Anyone who was a fan at that point knew that it was Roger Federer who was asserting himself as a great. Pete Sampras set the record for slams won and now no one talks about him because Roger was that dominant, that quickly. And then, Rafael Nadal beat him. How was it possible? Any real tennis fan would be unable to deny the beauty of Roger’s game. The backhand. The graceful movement. The way his face stayed so still when he was hitting. (That was freakish, honestly.) And that was sort of the personality of tennis – grace, class, beauty.
But Nadal showed up in capris (for way too long, IMO. I mean, that worked for him but no one else. Believe me, I used to play with guys who dressed like Nadal during this time and it was like yikeys) and charged like a bull at every ball, he grunted, and he never stopped. He was relentless. And it’s not like he didn’t have power – he did. That lefty forehand down the line on the run?
I became a huge Nadal fan, just rabid. And as I watched him grind people down to their gears, it finally clicked for me. I finally figured out that I had speed and was strong enough. All I had to do was stay in a point long enough to get the advantage in a point. I realized that there was more than one way to play tennis. Blasting winners from the baseline was not me, mostly because I was completely incapable. But getting to everything? Refusing to give up? Making someone hit another shot, and then being able to do it for an entire match, regardless of the result? Maybe!

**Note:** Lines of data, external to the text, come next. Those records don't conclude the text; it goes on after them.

//! Credit snapshot and the fixed cost/reward schedule
//!
//! The authoritative balances live server-side. Everything here operates on
//! a local copy; see `verity-credits` for the caching mirror.

use serde::{Deserialize, Serialize};

/// Daily credits spent per completed fact check
pub const FACT_CHECK_COST: u64 = 5;

/// Points awarded for submitting feedback on a check
pub const FEEDBACK_BASE_REWARD: u64 = 3;

/// Additional points when the feedback includes written comments
pub const FEEDBACK_TEXT_BONUS: u64 = 3;

/// A point-in-time copy of the server-side credit balances
///
/// Field names mirror the provider payload. Unknown fields are ignored on
/// deserialization; absent ones default so a partial payload still parses.
#[derive(Debug, Clone, Default, PartialEq, Eq, Serialize, Deserialize)]
pub struct CreditSnapshot {
    /// Credits spendable on fact checks, refilled daily
    #[serde(default)]
    pub daily_credits: u64,

    /// Points accumulated through feedback and moderation
    #[serde(default)]
    pub lifetime_credits: u64,

    /// Whether the account has a pro subscription
    #[serde(rename = "isPro", default)]
    pub is_pro: bool,

    /// Temporary credit total granted outside the daily refill
    #[serde(default)]
    pub temp_total: u64,
}

impl CreditSnapshot {
    /// Apply the fixed cost of one completed fact check
    ///
    /// Saturates at zero; the server is the authority on the real balance.
    pub fn apply_check_cost(&mut self) {
        self.daily_credits = self.daily_credits.saturating_sub(FACT_CHECK_COST);
    }

    /// Apply a reward of `points` to the lifetime balance
    pub fn apply_reward(&mut self, points: u64) {
        self.lifetime_credits = self.lifetime_credits.saturating_add(points);
    }
}

/// Points awarded for one feedback submission
pub fn feedback_reward(has_written_comment: bool) -> u64 {
    if has_written_comment {
        FEEDBACK_BASE_REWARD + FEEDBACK_TEXT_BONUS
    } else {
        FEEDBACK_BASE_REWARD
    }
}

#[cfg(test)]
mod tests {
    use super::*;

    #[test]
    fn test_check_cost_decrements_by_five() {
        let mut snapshot = CreditSnapshot {
            daily_credits: 50,
            ..Default::default()
        };
        snapshot.apply_check_cost();
        assert_eq!(snapshot.daily_credits, 45);
    }

    #[test]
    fn test_check_cost_saturates_at_zero() {
        let mut snapshot = CreditSnapshot {
            daily_credits: 3,
            ..Default::default()
        };
        snapshot.apply_check_cost();
        assert_eq!(snapshot.daily_credits, 0);
    }

    #[test]
    fn test_reward_adds_to_lifetime() {
        let mut snapshot = CreditSnapshot::default();
        snapshot.apply_reward(feedback_reward(true));
        assert_eq!(snapshot.lifetime_credits, 6);
        snapshot.apply_reward(feedback_reward(false));
        assert_eq!(snapshot.lifetime_credits, 9);
    }

    #[test]
    fn test_parses_provider_payload() {
        let json = r#"{
            "daily_credits": 95,
            "lifetime_credits": 12,
            "isPro": false,
            "success": true,
            "temp_total": 0,
            "temp_list": []
        }"#;
        let snapshot: CreditSnapshot = serde_json::from_str(json).unwrap();
        assert_eq!(snapshot.daily_credits, 95);
        assert_eq!(snapshot.lifetime_credits, 12);
        assert!(!snapshot.is_pro);
    }

    #[test]
    fn test_partial_payload_defaults() {
        let snapshot: CreditSnapshot = serde_json::from_str(r#"{"daily_credits": 10}"#).unwrap();
        assert_eq!(snapshot.daily_credits, 10);
        assert_eq!(snapshot.lifetime_credits, 0);
    }
}
#[cfg(test)]
mod tests {
    use super::*;
    use crate::oidc::ProviderMetadata;
    use crate::validate::Jwks;
    use axum::body::Body;
    use axum::http::Request;
    use std::time::Duration;
    use tower::ServiceExt; // for oneshot

    fn create_test_state(with_api_key: bool) -> AppState {
        let mut config = GatewayConfig::default_test_config();
        if with_api_key {
            config.fact_check_api_key = Some("server-key".to_string());
        }

        let metadata = ProviderMetadata {
            issuer: config.issuer_url.clone(),
            authorization_endpoint: format!("{}/authorize", config.issuer_url),
            token_endpoint: format!("{}/token", config.issuer_url),
            jwks_uri: format!("{}/jwks.json", config.issuer_url),
        };

        let oidc = OidcClient::with_metadata(
            config.client_id.clone(),
            config.client_secret.clone(),
            config.callback_url.clone(),
            metadata,
        );

        AppState {
            sessions: Arc::new(SessionStore::new(
                config.auth_secret.clone(),
                Duration::from_secs(config.session_ttl_secs),
            )),
            oidc: Arc::new(oidc),
            jwks: Arc::new(JwksCache::with_keys(
                format!("{}/jwks.json", config.issuer_url),
                Jwks { keys: Vec::new() },
            )),
            config: Arc::new(config),
            http: reqwest::Client::new(),
        }
    }

    async fn body_json(response: Response) -> Value {
        let bytes = axum::body::to_bytes(response.into_body(), usize::MAX)
            .await
            .unwrap();
        serde_json::from_slice(&bytes).unwrap()
    }

    #[tokio::test]
    async fn test_health_check() {
        let app = create_router(create_test_state(false));

        let response = app
            .oneshot(Request::builder().uri("/health").body(Body::empty()).unwrap())
            .await
            .unwrap();

        assert_eq!(response.status(), StatusCode::OK);
        let body = body_json(response).await;
        assert_eq!(body["status"], "ok");
    }

    #[tokio::test]
    async fn test_me_without_session_is_401() {
        let app = create_router(create_test_state(false));

        let response = app
            .oneshot(
                Request::builder()
                    .uri("/auth/me")
                    .body(Body::empty())
                    .unwrap(),
            )
            .await
            .unwrap();

        assert_eq!(response.status(), StatusCode::UNAUTHORIZED);
        let body = body_json(response).await;
        assert_eq!(body["user"], Value::Null);
    }

    #[tokio::test]
    async fn test_login_redirects_with_pkce() {
        let state = create_test_state(false);
        let app = create_router(state.clone());

        let response = app
            .oneshot(
                Request::builder()
                    .uri("/auth/login")
                    .body(Body::empty())
                    .unwrap(),
            )
            .await
            .unwrap();

        assert_eq!(response.status(), StatusCode::SEE_OTHER);

        let location = response
            .headers()
            .get(header::LOCATION)
            .unwrap()
            .to_str()
            .unwrap();
        assert!(location.starts_with("https://id.worldcoin.org/authorize?"));
        assert!(location.contains("code_challenge="));
        assert!(location.contains("code_challenge_method=S256"));
        assert!(location.contains("state="));

        // A fresh session was created and handed to the browser
        let cookie = response
            .headers()
            .get(header::SET_COOKIE)
            .unwrap()
            .to_str()
            .unwrap();
        assert!(cookie.starts_with(SESSION_COOKIE));
        assert!(cookie.contains("HttpOnly"));
        assert_eq!(state.sessions.len(), 1);
    }

    #[tokio::test]
    async fn test_callback_without_session_is_auth_error() {
        let app = create_router(create_test_state(false));

        let response = app
            .oneshot(
                Request::builder()
                    .uri("/auth/callback?code=abc&state=xyz")
                    .body(Body::empty())
                    .unwrap(),
            )
            .await
            .unwrap();

        // Generic failure; the session stays anonymous
        assert_eq!(response.status(), StatusCode::INTERNAL_SERVER_ERROR);
    }

    #[tokio::test]
    async fn test_logout_is_idempotent() {
        let app = create_router(create_test_state(false));

        for _ in 0..2 {
            let response = app
                .clone()
                .oneshot(
                    Request::builder()
                        .method("POST")
                        .uri("/auth/logout")
                        .body(Body::empty())
                        .unwrap(),
                )
                .await
                .unwrap();

            assert_eq!(response.status(), StatusCode::OK);
            let body = body_json(response).await;
            assert_eq!(body["ok"], true);
        }
    }

    #[tokio::test]
    async fn test_proxy_rejects_disallowed_endpoint() {
        let app = create_router(create_test_state(true));

        let response = app
            .oneshot(
                Request::builder()
                    .method("POST")
                    .uri("/proxy")
                    .header("content-type", "application/json")
                    .body(Body::from(
                        r#"{"endpoint": "/reward_point", "payload": {}}"#,
                    ))
                    .unwrap(),
            )
            .await
            .unwrap();

        assert_eq!(response.status(), StatusCode::BAD_REQUEST);
        let body = body_json(response).await;
        assert_eq!(body["error"], "Invalid or disallowed endpoint");
    }

    #[tokio::test]
    async fn test_proxy_without_api_key_is_misconfiguration() {
        let app = create_router(create_test_state(false));

        let response = app
            .oneshot(
                Request::builder()
                    .method("POST")
                    .uri("/proxy")
                    .header("content-type", "application/json")
                    .body(Body::from(
                        r#"{"endpoint": "/extract-claim", "payload": {}}"#,
                    ))
                    .unwrap(),
            )
            .await
            .unwrap();

        assert_eq!(response.status(), StatusCode::INTERNAL_SERVER_ERROR);
        let body = body_json(response).await;
        assert_eq!(body["success"], false);
    }

    #[tokio::test]
    async fn test_protected_requires_validator_header() {
        let app = create_router(create_test_state(false));

        let response = app
            .oneshot(
                Request::builder()
                    .method("POST")
                    .uri("/api/protected")
                    .body(Body::empty())
                    .unwrap(),
            )
            .await
            .unwrap();

        assert_eq!(response.status(), StatusCode::UNAUTHORIZED);
        let body = body_json(response).await;
        assert_eq!(body["error"], "Invalid validator header");
    }
}
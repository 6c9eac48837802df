//! Verity Domain
//!
//! Core types shared by every Verity crate: check identifiers and records,
//! extracted claims, validated search queries, per-search session identifiers,
//! verdicts, and the client-side credit snapshot.
//!
//! This crate is deliberately small and dependency-light. Everything here is a
//! plain value type; no I/O, no async, no global state.

#![warn(missing_docs)]

pub mod check;
pub mod claim;
pub mod credits;
pub mod query;
pub mod session;
pub mod verdict;

pub use check::{CheckId, FactCheckRecord};
pub use claim::ExtractedClaim;
pub use credits::{
    feedback_reward, CreditSnapshot, FACT_CHECK_COST, FEEDBACK_BASE_REWARD, FEEDBACK_TEXT_BONUS,
};
pub use query::{QueryRejection, SearchQuery, MAX_QUERY_CHARS, MIN_QUERY_CHARS};
pub use session::SessionId;
pub use verdict::{Rating, Verdict};

/// The identity of an authenticated caller, as far as this stack needs it.
///
/// The wallet id doubles as the user identifier on the fact-check backend
/// (the backend calls it `userEmail` on some endpoints). No credentials are
/// stored here; token handling lives with the provider client.
#[derive(Debug, Clone, PartialEq, Eq)]
pub struct UserIdentity {
    /// Wallet identifier, used as `wallet_id` / `userEmail` on backend calls
    pub wallet_id: String,

    /// Display name from the identity provider, if any
    pub display_name: Option<String>,
}

impl UserIdentity {
    /// Create an identity from a wallet id
    pub fn new(wallet_id: impl Into<String>) -> Self {
        Self {
            wallet_id: wallet_id.into(),
            display_name: None,
        }
    }
}
#[async_trait]
impl CheckBackend for MockBackend {
    async fn extract_claims(&self, query: &str) -> Result<Vec<ExtractedClaim>, ProviderError> {
        self.extract_count.fetch_add(1, Ordering::SeqCst);

        if let Some(message) = self.extract_errors.lock().unwrap().get(query) {
            return Err(ProviderError::Communication(message.clone()));
        }

        if let Some(claims) = self.claims.lock().unwrap().get(query) {
            return Ok(claims.clone());
        }

        Ok(vec![ExtractedClaim::new(query)])
    }

    async fn fact_check(&self, request: &CheckRequest) -> Result<CheckOutcome, ProviderError> {
        self.check_count.fetch_add(1, Ordering::SeqCst);

        let current = self.in_flight_checks.fetch_add(1, Ordering::SeqCst) + 1;
        self.max_in_flight_checks
            .fetch_max(current, Ordering::SeqCst);

        let delay = self.check_delay_ms.load(Ordering::SeqCst);
        if delay > 0 {
            tokio::time::sleep(std::time::Duration::from_millis(delay as u64)).await;
        }

        let scripted = self.checks.lock().unwrap().get(&request.claim).cloned();
        let result = match scripted {
            Some(MockCheck::Error(message)) => Err(ProviderError::Http {
                status: 500,
                message,
            }),
            Some(MockCheck::Outcome { verdict, task_id }) => Ok(CheckOutcome {
                verdict,
                verifying_sources: Vec::new(),
                task_id,
                raw: serde_json::json!({"mock": true}),
                status: 200,
            }),
            None => Ok(CheckOutcome {
                verdict: Some(Verdict::new(Rating::True, "Mock assessment")),
                verifying_sources: Vec::new(),
                task_id: None,
                raw: serde_json::json!({"mock": true}),
                status: 200,
            }),
        };

        self.in_flight_checks.fetch_sub(1, Ordering::SeqCst);
        result
    }

    async fn attach_task_id(
        &self,
        _session_id: &SessionId,
        _task_id: &str,
    ) -> Result<(), ProviderError> {
        self.attach_count.fetch_add(1, Ordering::SeqCst);

        if self.fail_attach.load(Ordering::SeqCst) {
            return Err(ProviderError::Http {
                status: 500,
                message: "mock attach failure".to_string(),
            });
        }
        Ok(())
    }

    async fn check_credits(&self, _wallet_id: &str) -> Result<CreditSnapshot, ProviderError> {
        self.credit_count.fetch_add(1, Ordering::SeqCst);
        Ok(self.credits.lock().unwrap().clone())
    }

    async fn get_user_profile(&self, wallet_id: &str) -> Result<serde_json::Value, ProviderError> {
        Ok(serde_json::json!({ "wallet_id": wallet_id }))
    }

    async fn reward_points(&self, request: &RewardRequest) -> Result<RewardOutcome, ProviderError> {
        self.reward_count.fetch_add(1, Ordering::SeqCst);
        Ok(RewardOutcome {
            success: true,
            message: format!("rewarded {} points", request.points),
            ..Default::default()
        })
    }
}

#[cfg(test)]
mod tests {
    use super::*;

    #[tokio::test]
    async fn test_mock_default_extraction() {
        let backend = MockBackend::new();
        let claims = backend.extract_claims("the sky is blue").await.unwrap();
        assert_eq!(claims.len(), 1);
        assert_eq!(claims[0].text, "the sky is blue");
        assert_eq!(backend.extract_calls(), 1);
    }

    #[tokio::test]
    async fn test_mock_scripted_claims() {
        let backend = MockBackend::new();
        backend.add_claims(
            "two facts",
            vec![ExtractedClaim::new("fact one"), ExtractedClaim::new("fact two")],
        );

        let claims = backend.extract_claims("two facts").await.unwrap();
        assert_eq!(claims.len(), 2);
    }

    #[tokio::test]
    async fn test_mock_extract_error() {
        let backend = MockBackend::new();
        backend.add_extract_error("bad input", "connection reset");

        let result = backend.extract_claims("bad input").await;
        assert!(matches!(result, Err(ProviderError::Communication(_))));
    }

    #[tokio::test]
    async fn test_mock_check_default_verdict() {
        let backend = MockBackend::new();
        let outcome = backend
            .fact_check(&CheckRequest::new("anything", 60))
            .await
            .unwrap();
        assert_eq!(outcome.status, 200);
        assert_eq!(outcome.verdict.unwrap().rating, Rating::True);
    }

    #[tokio::test]
    async fn test_mock_check_error_and_counts() {
        let backend = MockBackend::new();
        backend.add_check_error("broken", "upstream exploded");

        let result = backend.fact_check(&CheckRequest::new("broken", 60)).await;
        assert!(matches!(
            result,
            Err(ProviderError::Http { status: 500, .. })
        ));
        assert_eq!(backend.check_calls(), 1);
    }

    #[tokio::test]
    async fn test_mock_attach_failure_injection() {
        let backend = MockBackend::new();
        backend.fail_attach();

        let result = backend
            .attach_task_id(&SessionId::new(), "task-9")
            .await;
        assert!(result.is_err());
        assert_eq!(backend.attach_calls(), 1);
    }

    #[tokio::test]
    async fn test_mock_clone_shares_state() {
        let backend = MockBackend::new();
        let clone = backend.clone();

        backend.extract_claims("shared").await.unwrap();
        assert_eq!(clone.extract_calls(), 1);
    }

    #[test]
    fn test_error_status_mapping() {
        assert_eq!(ProviderError::Unauthorized.status(), Some(401));
        assert_eq!(
            ProviderError::Http {
                status: 502,
                message: "bad".into()
            }
            .status(),
            Some(502)
        );
        assert_eq!(
            ProviderError::Communication("down".into()).status(),
            None
        );
    }

    #[test]
    fn test_reward_request_wire_names() {
        let request = RewardRequest {
            task_id: "t1".into(),
            user_email: "0xabc".into(),
            points: 3,
            url: "".into(),
            kind: "feedback".into(),
        };
        let json = serde_json::to_value(&request).unwrap();
        assert!(json.get("userEmail").is_some());
        assert!(json.get("type").is_some());
        assert!(json.get("kind").is_none());
    }
}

So I began to think like Rafa when I played. I still do. And it never gets old watching my opponents scramble after I got to a shot they thought I had no play on. I tried to be like Rafa – using my body to play defense when I needed to, but going for my chance when I had an opening. I think he’s a little better at it, even still.
I’m saying that there’s more than one way to play tennis and if it weren’t for Rafael Nadal, I probably wouldn’t know that. Nobody hustled like Nadal on court in his prime, tracking down almost every ball, leaving opponents off-balance and chipping away at those opponents’ will to live.
There's a life lesson in there too. Rafa and Roger did a Louis Vuitton ad together a few months back and they were asked how they wanted to be remembered. "I achieved more than what I ever dreamed of," Rafa answered. Dreams happen when you're asleep. Achievements happen when you work unceasingly and Rafa made that literally true on the court every time he went out there.